Tuesday, April 23, 2013

Claims on Mayoral Governance Don’t Stand Up to Scrutiny


A recent Center for American Progress report purports to find that school districts led by city mayors are raising student achievement while improving the districts’ fiscal health. A new review finds some useful information in the report, but says it is too flawed to rely on for policy guidance.

The report, Mayoral Governance and Student Achievement: How Mayor-Led Districts are Improving School and Student Performance, by Kenneth K. Wong and Francis X. Shen, was reviewed for the Think Twice think tank review project by Katrina E. Bulkley, Professor of Educational Leadership at Montclair State University.

Her review is published today by the National Education Policy Center, housed at the University of Colorado Boulder School of Education.

Bulkley has published broadly on issues related to school governance, including mayoral control, and is the co-editor of Between Public and Private: Politics, Governance, and the New Portfolio Models for Urban School Reform (Harvard Education Press, 2010), a book that examines reform in several of the cities included in the report.

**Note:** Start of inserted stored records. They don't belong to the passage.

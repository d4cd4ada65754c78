use async_trait::async_trait;

use crate::errors::StoreError;
use crate::formats::RetrievedChunk;

/// The narrow interface the core needs from a vector store: idempotent
/// per-id upsert and similarity query. Everything else is the store's
/// business. `embedding_model` applies when the upsert creates the
/// collection; `None` means the store's configured default.
#[async_trait]
pub trait VectorStore: Send + Sync {
    async fn upsert(
        &self,
        collection: &str,
        ids: &[String],
        documents: &[String],
        metadatas: &[serde_json::Value],
        embedding_model: Option<&str>,
    ) -> Result<(), StoreError>;

    async fn query(
        &self,
        collection: &str,
        query_text: &str,
        n_results: usize,
    ) -> Result<Vec<RetrievedChunk>, StoreError>;
}

/// Thin client for a Chroma server's HTTP API.
pub struct ChromaStore {
    client: reqwest::Client,
    base_url: String,
    embedding_model: String,
}

impl ChromaStore {
    pub fn new(client: reqwest::Client, base_url: &str, embedding_model: &str) -> Self {
        Self {
            client,
            base_url: base_url.trim_end_matches('/').to_owned(),
            embedding_model: embedding_model.to_owned(),
        }
    }

    /// Resolves a collection name to its id, creating it on first use with
    /// the embedding-model identifier recorded as collection metadata. A
    /// caller-supplied model takes precedence over the configured default.
    async fn ensure_collection(
        &self,
        name: &str,
        embedding_model: Option<&str>,
    ) -> Result<String, StoreError> {
        let endpoint = format!("{}/api/v1/collections", self.base_url);
        let model = embedding_model.unwrap_or(&self.embedding_model);
        let body = serde_json::json!({
            "name": name,
            "get_or_create": true,
            "metadata": { "embedding_model": model },
        });

        let value = self.post_json(&endpoint, &body).await?;
        value
            .get("id")
            .and_then(|v| v.as_str())
            .map(str::to_owned)
            .ok_or_else(|| StoreError::Malformed("collection response missing `id`".to_owned()))
    }

    async fn post_json(
        &self,
        endpoint: &str,
        body: &serde_json::Value,
    ) -> Result<serde_json::Value, StoreError> {
        let response = self.client.post(endpoint).json(body).send().await?;
        let status = response.status();
        let raw = response.text().await?;
        if !status.is_success() {
            return Err(StoreError::Rejected {
                status: status.as_u16(),
                detail: raw,
            });
        }
        serde_json::from_str(&raw).map_err(|err| StoreError::Malformed(err.to_string()))
    }
}

#[async_trait]
impl VectorStore for ChromaStore {
    async fn upsert(
        &self,
        collection: &str,
        ids: &[String],
        documents: &[String],
        metadatas: &[serde_json::Value],
        embedding_model: Option<&str>,
    ) -> Result<(), StoreError> {
        let id = self.ensure_collection(collection, embedding_model).await?;
        let endpoint = format!("{}/api/v1/collections/{id}/upsert", self.base_url);
        let body = serde_json::json!({
            "ids": ids,
            "documents": documents,
            "metadatas": metadatas,
        });
        self.post_json(&endpoint, &body).await?;
        Ok(())
    }

    async fn query(
        &self,
        collection: &str,
        query_text: &str,
        n_results: usize,
    ) -> Result<Vec<RetrievedChunk>, StoreError> {
        let id = self.ensure_collection(collection, None).await?;
        let endpoint = format!("{}/api/v1/collections/{id}/query", self.base_url);
        let body = serde_json::json!({
            "query_texts": [query_text],
            "n_results": n_results,
            "include": ["documents", "metadatas", "distances"],
        });
        let value = self.post_json(&endpoint, &body).await?;
        parse_query_response(&value)
    }
}

/// Chroma returns one parallel row of arrays per query text; we always send
/// exactly one query, so only the first row matters.
fn parse_query_response(value: &serde_json::Value) -> Result<Vec<RetrievedChunk>, StoreError> {
    let row = |key: &str| value.get(key).and_then(|v| v.as_array()).and_then(|rows| {
        rows.first().and_then(|r| r.as_array())
    });

    let ids = row("ids")
        .ok_or_else(|| StoreError::Malformed("query response missing `ids`".to_owned()))?;
    let documents = row("documents")
        .ok_or_else(|| StoreError::Malformed("query response missing `documents`".to_owned()))?;
    let metadatas = row("metadatas");
    let distances = row("distances");

    let mut chunks = Vec::with_capacity(ids.len());
    for (i, id) in ids.iter().enumerate() {
        let Some(id) = id.as_str() else {
            continue;
        };
        let document = documents
            .get(i)
            .and_then(|v| v.as_str())
            .unwrap_or_default()
            .to_owned();
        let metadata = metadatas
            .and_then(|m| m.get(i))
            .cloned()
            .unwrap_or(serde_json::Value::Null);
        let distance = distances.and_then(|d| d.get(i)).and_then(|v| v.as_f64());
        chunks.push(RetrievedChunk {
            id: id.to_owned(),
            document,
            metadata,
            distance,
        });
    }

    Ok(chunks)
}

In her review, Bulkley finds that the fiscal analyses suffer from inappropriate comparisons and lack reliable and valid evidence supporting the central claim that mayoral control influences the amount or distribution of school resources.

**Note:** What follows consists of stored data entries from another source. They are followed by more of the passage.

#![forbid(unsafe_code)]

pub mod chunk;
pub mod cli;
pub mod client;
pub mod crawl;
pub mod errors;
pub mod fetch;
pub mod formats;
pub mod insert;
pub mod llm;
pub mod logging;
pub mod serve;
pub mod store;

The portion of the report examining student achievement highlights positive findings in a few districts, but says little about two other sets of school districts: mayor-led districts that did not see gains and districts where achievement improved without mayoral control.

“These issues call into question whether ‘mayoral control’ is appropriately credited with the improvements identified in the report,” Bulkley writes. “The paper does not provide or explain the statistical methods or provide the findings essential to supporting the authors’ claims.”

Bulkley says the report does shed some light on the contexts in which school district control has shifted to mayors, as well as the challenges that such shifts can present. Nevertheless, she concludes, the report’s limitations “preclude relying on either the report’s findings or recommendations in making policy decisions.”